• **EXERCISE GOAL**
Up to and including the final line, please copy every line exactly, starting from the one that contains "pub fn filename_style(&self)" in the material below.

• **INFORMATION PROVIDED**
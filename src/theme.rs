use ratatui::style::{Color, Modifier, Style};

/// Colors of the terminal front end
#[derive(Clone, Debug)]
pub struct Theme {
    /// Foreground (text) color for the status bar
    pub status_bar_fg: Color,

    /// Background color for the status bar
    pub status_bar_bg: Color,

    /// Color for the current file name in the status bar
    pub filename_color: Color,

    /// Foreground color for selected content
    pub selection_fg: Color,

    /// Background color for selected content
    pub selection_bg: Color,

    /// Foreground color for text with a background color
    pub highlight_fg: Color,

    /// Background color for text with a background color
    pub highlight_bg: Color,

    pub link_color: Color,

    pub code_color: Color,

    /// Gutter marks of quotes, lists and tables
    pub decoration_color: Color,

    /// Status bar badge shown while a format is pending at the caret
    pub pending_fg: Color,
    pub pending_bg: Color,
}

impl Default for Theme {
    fn default() -> Self {
        Self {
            status_bar_fg: Color::White,
            status_bar_bg: Color::Blue,
            filename_color: Color::LightYellow,
            selection_fg: Color::White,
            selection_bg: Color::LightBlue,
            highlight_fg: Color::Black,
            highlight_bg: Color::LightYellow,
            link_color: Color::Blue,
            code_color: Color::LightGreen,
            decoration_color: Color::DarkGray,
            pending_fg: Color::Black,
            pending_bg: Color::LightMagenta,
        }
    }
}

impl Theme {
    pub fn status_bar_style(&self) -> Style {
        Style::default().fg(self.status_bar_fg).bg(self.status_bar_bg)
    }

    pub fn filename_style(&self) -> Style {
        Style::default().fg(self.filename_color)
    }

    pub fn selection_style(&self) -> Style {
        Style::default().fg(self.selection_fg).bg(self.selection_bg)
    }

    pub fn highlight_style(&self) -> Style {
        Style::default().fg(self.highlight_fg).bg(self.highlight_bg)
    }

    pub fn link_style(&self) -> Style {
        Style::default().fg(self.link_color).add_modifier(Modifier::UNDERLINED)
    }

    pub fn code_style(&self) -> Style {
        Style::default().fg(self.code_color)
    }

    pub fn decoration_style(&self) -> Style {
        Style::default().fg(self.decoration_color)
    }

    pub fn pending_style(&self) -> Style {
        Style::default().fg(self.pending_fg).bg(self.pending_bg)
    }
}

• **RESULT OF THE TASK**
    pub fn filename_style(&self) -> Style {
        Style::default().fg(self.filename_color)
    }

    pub fn selection_style(&self) -> Style {
        Style::default().fg(self.selection_fg).bg(self.selection_bg)
    }

    pub fn highlight_style(&self) -> Style {
        Style::default().fg(self.highlight_fg).bg(self.highlight_bg)
    }

    pub fn link_style(&self) -> Style {
        Style::default().fg(self.link_color).add_modifier(Modifier::UNDERLINED)
    }

    pub fn code_style(&self) -> Style {
        Style::default().fg(self.code_color)
    }

    pub fn decoration_style(&self) -> Style {
        Style::default().fg(self.decoration_color)
    }

    pub fn pending_style(&self) -> Style {
        Style::default().fg(self.pending_fg).bg(self.pending_bg)
    }
}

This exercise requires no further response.